Use the following procedure to create a right:
Click the Contexts tab to reveal the Contexts page.
On the left panel of the Contexts page, select the context in which you want to create rights.
On the right panel of the Contexts page, select the Rights tab.
Click the Assign Role button.
Complete the Assign Role wizard, noting the following:
On the Users/Groups page, you can select either users or groups. If you want to set up rights for both users and groups within the current context, use the wizard one time for users and a second time for groups.
You can select multiple users or groups to be granted the right, but you will be assigning the same role (on the Role page of the wizard) to all of them.
On the Role page of the wizard, you can view the features of a candidate role by selecting it from the Select Role drop-down list. The features are shown in the Selected Role Details area.
On the Documents page of the wizard, you can select a specific set of sealed documents to be associated with this right. Depending on how the role was set up, these documents are either the only ones that can be accessed, or are ones that cannot be accessed (the Restrictions notice on the dialog explains which of these apply). Use the Add button to open a dialog through which you can find a sealed document and associate it with this right. If the restriction is that access is allowed only to listed documents, and you do not list any documents, the right will be created, but any user having this right will not be able to access any sealed documents. See also Section 3.2, "Creating a Role".
Use the Review page to check that all the details for the right are as you want them. If there is anything that you want to change, use the Back button to return to previous pages and make the required changes.

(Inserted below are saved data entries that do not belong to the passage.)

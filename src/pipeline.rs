//! Sequential channel run: list videos, fetch or reuse transcripts, fall back
//! to audio transcription, then merge and optionally split the document.

use std::path::PathBuf;
use std::time::{Duration, Instant};

use tracing::{info, warn};

use crate::assembly::{Document, OutputFormat};
use crate::audio::AudioStore;
use crate::config::{AppConfig, SplitLimits};
use crate::error::{Error, Result};
use crate::retry::RetryPolicy;
use crate::sources::{AudioSource, Channel, SpeechToText, TranscriptSource, Video, VideoSource};
use crate::splitter::FileSplitter;
use crate::transcript::TranscriptStore;
use crate::types::{TranscriptOutcome, TranscriptRecord};

/// External services used by a run.
#[derive(Clone, Copy)]
pub struct Collaborators<'s> {
    pub videos: &'s dyn VideoSource,
    pub captions: &'s dyn TranscriptSource,
    pub audio: &'s dyn AudioSource,
    pub speech: &'s dyn SpeechToText,
}

#[derive(Debug, Clone)]
pub struct RunOptions {
    pub channel_url: String,
    pub download_audio: bool,
    pub output_format: OutputFormat,
    pub output_file: Option<String>,
    /// Split the merged document with these limits when set.
    pub split: Option<SplitLimits>,
    pub retry: RetryPolicy,
}

impl RunOptions {
    pub fn new(channel_url: impl Into<String>) -> Self {
        Self {
            channel_url: channel_url.into(),
            download_audio: false,
            output_format: OutputFormat::default(),
            output_file: None,
            split: None,
            retry: RetryPolicy::default(),
        }
    }
}

/// Per-outcome counters. Videos whose captions were missing but whose audio
/// was downloaded move from `disabled`/`not_found` to the `_with_audio` counts.
#[derive(Debug, Clone, Default, PartialEq, Eq)]
pub struct RunStats {
    pub success: usize,
    pub skipped: usize,
    pub disabled: usize,
    pub disabled_with_audio: usize,
    pub not_found: usize,
    pub not_found_with_audio: usize,
    pub live: usize,
    pub unavailable: usize,
    pub error: usize,
}

impl RunStats {
    pub fn record(&mut self, outcome: &TranscriptOutcome) {
        let counter = match outcome {
            TranscriptOutcome::Success(_) => &mut self.success,
            TranscriptOutcome::Skipped(_) => &mut self.skipped,
            TranscriptOutcome::Disabled => &mut self.disabled,
            TranscriptOutcome::NotFound => &mut self.not_found,
            TranscriptOutcome::Live => &mut self.live,
            TranscriptOutcome::Unavailable => &mut self.unavailable,
            TranscriptOutcome::Error(_) => &mut self.error,
        };
        *counter += 1;
    }

    fn audio_recovered(&mut self, outcome: &TranscriptOutcome) {
        match outcome {
            TranscriptOutcome::Disabled => {
                self.disabled -= 1;
                self.disabled_with_audio += 1;
            }
            TranscriptOutcome::NotFound => {
                self.not_found -= 1;
                self.not_found_with_audio += 1;
            }
            _ => {}
        }
    }

    pub fn total(&self) -> usize {
        self.success
            + self.skipped
            + self.disabled
            + self.disabled_with_audio
            + self.not_found
            + self.not_found_with_audio
            + self.live
            + self.unavailable
            + self.error
    }

    /// Human-readable download summary.
    pub fn summary_lines(&self, audio_enabled: bool) -> Vec<String> {
        let mut lines = vec![
            format!("- Successfully downloaded transcripts: {}", self.success),
            format!("- Skipped (already exists): {}", self.skipped),
            format!("- Live events skipped: {}", self.live),
            format!("- Unavailable videos: {}", self.unavailable),
        ];
        if audio_enabled {
            lines.push(format!(
                "- Transcripts disabled (audio downloaded): {}",
                self.disabled_with_audio
            ));
            lines.push(format!(
                "- No transcript found (audio downloaded): {}",
                self.not_found_with_audio
            ));
        }
        lines.push(format!("- Transcripts disabled: {}", self.disabled));
        lines.push(format!("- No transcript found: {}", self.not_found));
        lines.push(format!("- Errors: {}", self.error));
        lines
    }
}

/// A video that could not be processed; the run continues without it.
#[derive(Debug, Clone, PartialEq, Eq)]
pub struct FailedVideo {
    pub video_id: String,
    pub error: String,
}

impl FailedVideo {
    fn new(video: &Video<'_>, error: &Error) -> Self {
        Self {
            video_id: video.id().to_string(),
            error: error.to_string(),
        }
    }
}

#[derive(Debug, Clone)]
pub struct RunReport {
    pub channel_id: String,
    pub channel_name: String,
    pub video_count: usize,
    pub stats: RunStats,
    pub failed: Vec<FailedVideo>,
    pub audio_transcribed: usize,
    /// Merged document, absent when no transcript was available.
    pub document: Option<PathBuf>,
    pub parts: Vec<PathBuf>,
    pub elapsed: Duration,
}

pub struct ChannelRun<'s> {
    config: &'s AppConfig,
    sources: Collaborators<'s>,
    options: RunOptions,
}

impl<'s> ChannelRun<'s> {
    pub fn new(config: &'s AppConfig, sources: Collaborators<'s>, options: RunOptions) -> Self {
        Self {
            config,
            sources,
            options,
        }
    }

    pub fn execute(&self) -> Result<RunReport> {
        let started = Instant::now();
        let retry = self.options.retry;
        let channel = Channel::new(self.options.channel_url.as_str(), self.sources.videos);
        let channel_info = retry.run("fetch channel info", |_| channel.info())?;
        info!(channel_id = %channel_info.id, name = %channel_info.name, "processing channel");

        let video_ids = retry.run("list channel videos", |_| {
            self.sources.videos.list_videos(channel_info)
        })?;
        if video_ids.is_empty() {
            return Err(Error::VideoFetch(format!(
                "no videos found for {}",
                self.options.channel_url
            )));
        }
        info!(count = video_ids.len(), "found videos to process");

        let store = TranscriptStore::open(
            &self.config.transcripts_dir,
            &self.options.channel_url,
            self.sources.captions,
        )?;
        let audio = AudioStore::new(self.config, self.sources.audio, self.sources.speech, retry);

        let mut stats = RunStats::default();
        let mut failed = Vec::new();
        let mut records = Vec::new();
        let videos: Vec<Video<'_>> = video_ids
            .iter()
            .map(|id| Video::new(id.as_str(), self.sources.videos))
            .collect();

        let total = videos.len();
        let loop_started = Instant::now();
        for (index, video) in videos.iter().enumerate() {
            let position = index + 1;
            let elapsed = loop_started.elapsed();
            info!(
                video_id = video.id(),
                position,
                total,
                elapsed = %format_duration(elapsed),
                remaining = %format_duration(estimate_remaining(elapsed, position, total)),
                "processing video"
            );

            // Cached videos need no metadata; others get it with retries.
            let metadata = if store.is_cached(video.id()) {
                Ok(())
            } else {
                retry.run("fetch video info", |_| video.info()).map(|_| ())
            };
            let outcome = match metadata.and_then(|()| store.download(video)) {
                Ok(outcome) => outcome,
                Err(err) => {
                    warn!(video_id = video.id(), error = %err, "skipping video");
                    stats.error += 1;
                    failed.push(FailedVideo::new(video, &err));
                    continue;
                }
            };
            stats.record(&outcome);

            if self.options.download_audio && outcome.wants_audio_fallback() {
                info!(video_id = video.id(), status = outcome.label(), "attempting audio download");
                match audio.download(video) {
                    Ok(true) => stats.audio_recovered(&outcome),
                    Ok(false) => info!(video_id = video.id(), "no audio available"),
                    Err(err) => {
                        warn!(video_id = video.id(), error = %err, "audio download failed");
                        failed.push(FailedVideo::new(video, &err));
                    }
                }
            }

            if let Some(record) = outcome.into_record() {
                records.push(record);
            }
        }

        let mut audio_transcribed = 0;
        if self.options.download_audio {
            for video in &videos {
                let captioned = records
                    .iter()
                    .any(|record| record.video_id == video.id() && !record.transcript.is_empty());
                let already_failed = failed.iter().any(|failure| failure.video_id == video.id());
                if captioned || already_failed {
                    continue;
                }
                match self.audio_record(&audio, video) {
                    Ok(Some(record)) => {
                        audio_transcribed += 1;
                        merge_audio_record(&mut records, record);
                    }
                    Ok(None) => {}
                    Err(err) => {
                        warn!(video_id = video.id(), error = %err, "audio transcription failed");
                        failed.push(FailedVideo::new(video, &err));
                    }
                }
            }
            info!(count = audio_transcribed, "audio files transcribed");
        }

        let document = if records.is_empty() {
            warn!("no transcripts to merge");
            None
        } else {
            let document = Document {
                channel_name: &channel_info.name,
                channel_url: &self.options.channel_url,
                records: &records,
            };
            Some(document.write_to(
                &self.config.output_root,
                self.options.output_format,
                self.options.output_file.as_deref(),
            )?)
        };

        let parts = match (&document, self.options.split) {
            (Some(path), Some(limits)) => FileSplitter::new(limits).split_file(path, None)?,
            _ => Vec::new(),
        };

        Ok(RunReport {
            channel_id: channel_info.id.clone(),
            channel_name: channel_info.name.clone(),
            video_count: total,
            stats,
            failed,
            audio_transcribed,
            document,
            parts,
            elapsed: started.elapsed(),
        })
    }

    fn audio_record(&self, audio: &AudioStore<'_>, video: &Video<'_>) -> Result<Option<TranscriptRecord>> {
        let Some(text) = audio.transcribe(video.id())? else {
            return Ok(None);
        };
        let info = video.info()?;
        Ok(Some(TranscriptRecord::from_audio(video.id(), info, text)))
    }
}

/// Replace the caption-less cache entry of the same video, or append.
fn merge_audio_record(records: &mut Vec<TranscriptRecord>, record: TranscriptRecord) {
    let existing = records
        .iter_mut()
        .find(|existing| existing.video_id == record.video_id && existing.transcript.is_empty());
    match existing {
        Some(slot) => *slot = record,
        None => records.push(record),
    }
}

fn estimate_remaining(elapsed: Duration, position: usize, total: usize) -> Duration {
    if position <= 1 {
        return Duration::ZERO;
    }
    let per_video = elapsed / position as u32;
    per_video * (total - position) as u32
}

/// `H:MM:SS`, truncated to whole seconds.
pub fn format_duration(duration: Duration) -> String {
    let secs = duration.as_secs();
    format!("{}:{:02}:{:02}", secs / 3600, (secs / 60) % 60, secs % 60)
}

When you are satisfied with the details on the Review page, create the new right by clicking Finish.
Note:
Only context managers can perform this procedure.Use the following procedure to modify a right:
Click the Contexts tab to reveal the Contexts page.
On the left panel of the Contexts page, select the context in which the right exists.
On the right panel of the Contexts page, select the Rights tab.
Select the user or group whose right you want to change.
You can select multiple users or groups, in which case you will be applying the same change to all selected users or groups.
If the user of a right is shown as "Not found", the user has become unavailable on the external identity store. See Section 1.2, "Access to User Details".
Click the Edit button.
On the Edit Role Assignment dialog, click the Role tab.
From the Assigned Role drop-down list, select a new role to be assigned to the user or group.
If multiple users or groups were selected on the Rights tab, the new role selected here will apply to all the selected users or groups.
To save the change and modify the right, click OK.
Note:
Only context managers can perform this procedure.Use the following procedure to remove a right:
Click the Contexts tab to reveal the Contexts page.
On the left panel of the Contexts page, select the context in which the right exists.
On the right panel of the Contexts page, select the Rights tab.
Select the row in the Rights table that represents the right you want to remove.
If the user of a right is shown as "Not found", the user has become unavailable on the external identity store. See Section 1.2, "Access to User Details".
To remove the right, click the Remove button.
You will be asked to confirm the removal.